BEGIN AVAILABLE DATA

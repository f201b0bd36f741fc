// Copyright (c) 2025 Steve Wagner (ciroque@live.com)
// SPDX-License-Identifier: MIT

use serde::Deserialize;
use std::fs;
use std::path::Path;
use std::time::Duration;

use super::consts::{
    DEFAULT_POLL_INTERVAL_MS, DEFAULT_POP_TIMEOUT_MS, DEFAULT_QUEUE_CAPACITY,
    DEFAULT_RESULT_TIMEOUT_MS, DEFAULT_WORKER_COUNT,
};
use super::PipelineSpec;
use crate::errors::ConfigError;

/// Runtime settings for an orchestrator and its workers.
///
/// Every field is optional and falls back to the constants in
/// [`consts`](super::consts).
///
/// # Example
/// ```yaml
/// orchestrator:
///   queue_capacity: 256
///   pop_timeout_ms: 25
/// worker:
///   count: 4
///   poll_interval_ms: 10
/// executor: blocking_pool
/// result_timeout_ms: 5000
/// pipeline: pipelines/scale.yaml
/// ```
#[derive(Debug, Clone, Default, Deserialize)]
pub struct RuntimeConfig {
    #[serde(default)]
    pub orchestrator: OrchestratorOptions,
    #[serde(default)]
    pub worker: WorkerOptions,
    #[serde(default)]
    pub executor: ExecutorKind,
    pub result_timeout_ms: Option<u64>,
    pub pipeline: Option<PipelineSpec>,
}

impl RuntimeConfig {
    pub fn result_timeout(&self) -> Duration {
        Duration::from_millis(self.result_timeout_ms.unwrap_or(DEFAULT_RESULT_TIMEOUT_MS))
    }
}

/// Which [`Executor`](crate::traits::Executor) workers run pipelines on.
#[derive(Debug, Clone, Copy, Default, Deserialize, PartialEq, Eq)]
#[serde(rename_all = "snake_case")]
pub enum ExecutorKind {
    /// Run in the worker's own task, result available immediately
    #[default]
    Sequential,
    /// Run on tokio's blocking thread pool
    BlockingPool,
}

#[derive(Debug, Clone, Default, Deserialize)]
pub struct OrchestratorOptions {
    pub queue_capacity: Option<usize>,
    pub pop_timeout_ms: Option<u64>,
}

impl OrchestratorOptions {
    pub fn queue_capacity(&self) -> usize {
        self.queue_capacity.unwrap_or(DEFAULT_QUEUE_CAPACITY).max(1)
    }

    pub fn pop_timeout(&self) -> Duration {
        Duration::from_millis(self.pop_timeout_ms.unwrap_or(DEFAULT_POP_TIMEOUT_MS))
    }
}

#[derive(Debug, Clone, Default, Deserialize)]
pub struct WorkerOptions {
    pub count: Option<usize>,
    pub poll_interval_ms: Option<u64>,
}

impl WorkerOptions {
    pub fn count(&self) -> usize {
        self.count.unwrap_or(DEFAULT_WORKER_COUNT).max(1)
    }

    pub fn poll_interval(&self) -> Duration {
        Duration::from_millis(self.poll_interval_ms.unwrap_or(DEFAULT_POLL_INTERVAL_MS))
    }
}

/// Load runtime settings from a `.toml` file, or YAML for any other extension.
pub fn load_runtime_config<P: AsRef<Path>>(path: P) -> Result<RuntimeConfig, ConfigError> {
    let path = path.as_ref();
    let content = fs::read_to_string(path).map_err(|source| ConfigError::Io {
        path: path.to_path_buf(),
        source,
    })?;

    let is_toml = path.extension().and_then(|ext| ext.to_str()) == Some("toml");
    if is_toml {
        toml::from_str(&content).map_err(|source| ConfigError::Toml {
            path: path.to_path_buf(),
            source,
        })
    } else {
        serde_yaml::from_str(&content).map_err(|source| ConfigError::Yaml {
            path: path.to_path_buf(),
            source,
        })
    }
}

#[cfg(test)]
mod tests {
    use super::*;

    #[test]
    fn test_defaults() {
        let cfg: RuntimeConfig = serde_yaml::from_str("{}").unwrap();
        assert_eq!(cfg.orchestrator.queue_capacity(), DEFAULT_QUEUE_CAPACITY);
        assert_eq!(cfg.orchestrator.pop_timeout(), Duration::from_millis(DEFAULT_POP_TIMEOUT_MS));
        assert_eq!(cfg.worker.count(), DEFAULT_WORKER_COUNT);
        assert_eq!(cfg.executor, ExecutorKind::Sequential);
        assert!(cfg.pipeline.is_none());
    }

    #[test]
    fn test_yaml_with_inline_pipeline() {
        let yaml = r#"
worker:
  count: 3
executor: blocking_pool
pipeline:
  - processor: float_multiply
    parameters:
      factor: 2.0
"#;
        let cfg: RuntimeConfig = serde_yaml::from_str(yaml).unwrap();
        assert_eq!(cfg.worker.count(), 3);
        assert_eq!(cfg.executor, ExecutorKind::BlockingPool);
        match cfg.pipeline {
            Some(PipelineSpec::Nodes(nodes)) => assert_eq!(nodes[0].processor, "float_multiply"),
            other => panic!("expected inline nodes, got {:?}", other),
        }
    }

    #[test]
    fn test_zero_capacity_is_clamped() {
        let cfg: RuntimeConfig = serde_yaml::from_str("orchestrator:\n  queue_capacity: 0\n").unwrap();
        assert_eq!(cfg.orchestrator.queue_capacity(), 1);
    }

    #[test]
    fn test_load_toml_and_yaml_files() {
        let dir = tempfile::tempdir().unwrap();
        let toml_path = dir.path().join("runtime.toml");
        std::fs::write(
            &toml_path,
            "pipeline = \"pipelines/a.yaml\"\n\n[worker]\npoll_interval_ms = 5\n",
        )
        .unwrap();
        let cfg = load_runtime_config(&toml_path).unwrap();
        assert_eq!(cfg.worker.poll_interval(), Duration::from_millis(5));
        assert_eq!(cfg.pipeline, Some(PipelineSpec::Path("pipelines/a.yaml".to_string())));

        let yaml_path = dir.path().join("runtime.yaml");
        std::fs::write(&yaml_path, "executor: nonsense\n").unwrap();
        assert!(matches!(
            load_runtime_config(&yaml_path),
            Err(ConfigError::Yaml { .. })
        ));
    }
}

END AVAILABLE DATA

> **WHAT IS REQUIRED**: Could every entry be given again exactly, with no line skipped?

> **REPLY TO THE TASK**:
repository f201b0bd36f741fc
// Copyright (c) 2025 Steve Wagner (ciroque@live.com)
// SPDX-License-Identifier: MIT

use serde::Deserialize;
use std::fs;
use std::path::Path;
use std::time::Duration;

use super::consts::{
    DEFAULT_POLL_INTERVAL_MS, DEFAULT_POP_TIMEOUT_MS, DEFAULT_QUEUE_CAPACITY,
    DEFAULT_RESULT_TIMEOUT_MS, DEFAULT_WORKER_COUNT,
};
use super::PipelineSpec;
use crate::errors::ConfigError;

/// Runtime settings for an orchestrator and its workers.
///
/// Every field is optional and falls back to the constants in
/// [`consts`](super::consts).
///
/// # Example
/// ```yaml
/// orchestrator:
///   queue_capacity: 256
///   pop_timeout_ms: 25
/// worker:
///   count: 4
///   poll_interval_ms: 10
/// executor: blocking_pool
/// result_timeout_ms: 5000
/// pipeline: pipelines/scale.yaml
/// ```
#[derive(Debug, Clone, Default, Deserialize)]
pub struct RuntimeConfig {
    #[serde(default)]
    pub orchestrator: OrchestratorOptions,
    #[serde(default)]
    pub worker: WorkerOptions,
    #[serde(default)]
    pub executor: ExecutorKind,
    pub result_timeout_ms: Option<u64>,
    pub pipeline: Option<PipelineSpec>,
}

impl RuntimeConfig {
    pub fn result_timeout(&self) -> Duration {
        Duration::from_millis(self.result_timeout_ms.unwrap_or(DEFAULT_RESULT_TIMEOUT_MS))
    }
}

/// Which [`Executor`](crate::traits::Executor) workers run pipelines on.
#[derive(Debug, Clone, Copy, Default, Deserialize, PartialEq, Eq)]
#[serde(rename_all = "snake_case")]
pub enum ExecutorKind {
    /// Run in the worker's own task, result available immediately
    #[default]
    Sequential,
    /// Run on tokio's blocking thread pool
    BlockingPool,
}

#[derive(Debug, Clone, Default, Deserialize)]
pub struct OrchestratorOptions {
    pub queue_capacity: Option<usize>,
    pub pop_timeout_ms: Option<u64>,
}

impl OrchestratorOptions {
    pub fn queue_capacity(&self) -> usize {
        self.queue_capacity.unwrap_or(DEFAULT_QUEUE_CAPACITY).max(1)
    }

    pub fn pop_timeout(&self) -> Duration {
        Duration::from_millis(self.pop_timeout_ms.unwrap_or(DEFAULT_POP_TIMEOUT_MS))
    }
}

#[derive(Debug, Clone, Default, Deserialize)]
pub struct WorkerOptions {
    pub count: Option<usize>,
    pub poll_interval_ms: Option<u64>,
}

impl WorkerOptions {
    pub fn count(&self) -> usize {
        self.count.unwrap_or(DEFAULT_WORKER_COUNT).max(1)
    }

    pub fn poll_interval(&self) -> Duration {
        Duration::from_millis(self.poll_interval_ms.unwrap_or(DEFAULT_POLL_INTERVAL_MS))
    }
}

/// Load runtime settings from a `.toml` file, or YAML for any other extension.
pub fn load_runtime_config<P: AsRef<Path>>(path: P) -> Result<RuntimeConfig, ConfigError> {
    let path = path.as_ref();
    let content = fs::read_to_string(path).map_err(|source| ConfigError::Io {
        path: path.to_path_buf(),
        source,
    })?;

    let is_toml = path.extension().and_then(|ext| ext.to_str()) == Some("toml");
    if is_toml {
        toml::from_str(&content).map_err(|source| ConfigError::Toml {
            path: path.to_path_buf(),
            source,
        })
    } else {
        serde_yaml::from_str(&content).map_err(|source| ConfigError::Yaml {
            path: path.to_path_buf(),
            source,
        })
    }
}

#[cfg(test)]
mod tests {
    use super::*;

    #[test]
    fn test_defaults() {
        let cfg: RuntimeConfig = serde_yaml::from_str("{}").unwrap();
        assert_eq!(cfg.orchestrator.queue_capacity(), DEFAULT_QUEUE_CAPACITY);
        assert_eq!(cfg.orchestrator.pop_timeout(), Duration::from_millis(DEFAULT_POP_TIMEOUT_MS));
        assert_eq!(cfg.worker.count(), DEFAULT_WORKER_COUNT);
        assert_eq!(cfg.executor, ExecutorKind::Sequential);
        assert!(cfg.pipeline.is_none());
    }

    #[test]
    fn test_yaml_with_inline_pipeline() {
        let yaml = r#"
worker:
  count: 3
executor: blocking_pool
pipeline:
  - processor: float_multiply
    parameters:
      factor: 2.0
"#;
        let cfg: RuntimeConfig = serde_yaml::from_str(yaml).unwrap();
        assert_eq!(cfg.worker.count(), 3);
        assert_eq!(cfg.executor, ExecutorKind::BlockingPool);
        match cfg.pipeline {
            Some(PipelineSpec::Nodes(nodes)) => assert_eq!(nodes[0].processor, "float_multiply"),
            other => panic!("expected inline nodes, got {:?}", other),
        }
    }

    #[test]
    fn test_zero_capacity_is_clamped() {
        let cfg: RuntimeConfig = serde_yaml::from_str("orchestrator:\n  queue_capacity: 0\n").unwrap();
        assert_eq!(cfg.orchestrator.queue_capacity(), 1);
    }

    #[test]
    fn test_load_toml_and_yaml_files() {
        let dir = tempfile::tempdir().unwrap();
        let toml_path = dir.path().join("runtime.toml");
        std::fs::write(
            &toml_path,
            "pipeline = \"pipelines/a.yaml\"\n\n[worker]\npoll_interval_ms = 5\n",
        )
        .unwrap();
        let cfg = load_runtime_config(&toml_path).unwrap();
        assert_eq!(cfg.worker.poll_interval(), Duration::from_millis(5));
        assert_eq!(cfg.pipeline, Some(PipelineSpec::Path("pipelines/a.yaml".to_string())));

        let yaml_path = dir.path().join("runtime.yaml");
        std::fs::write(&yaml_path, "executor: nonsense\n").unwrap();
        assert!(matches!(
            load_runtime_config(&yaml_path),
            Err(ConfigError::Yaml { .. })
        ));
    }
}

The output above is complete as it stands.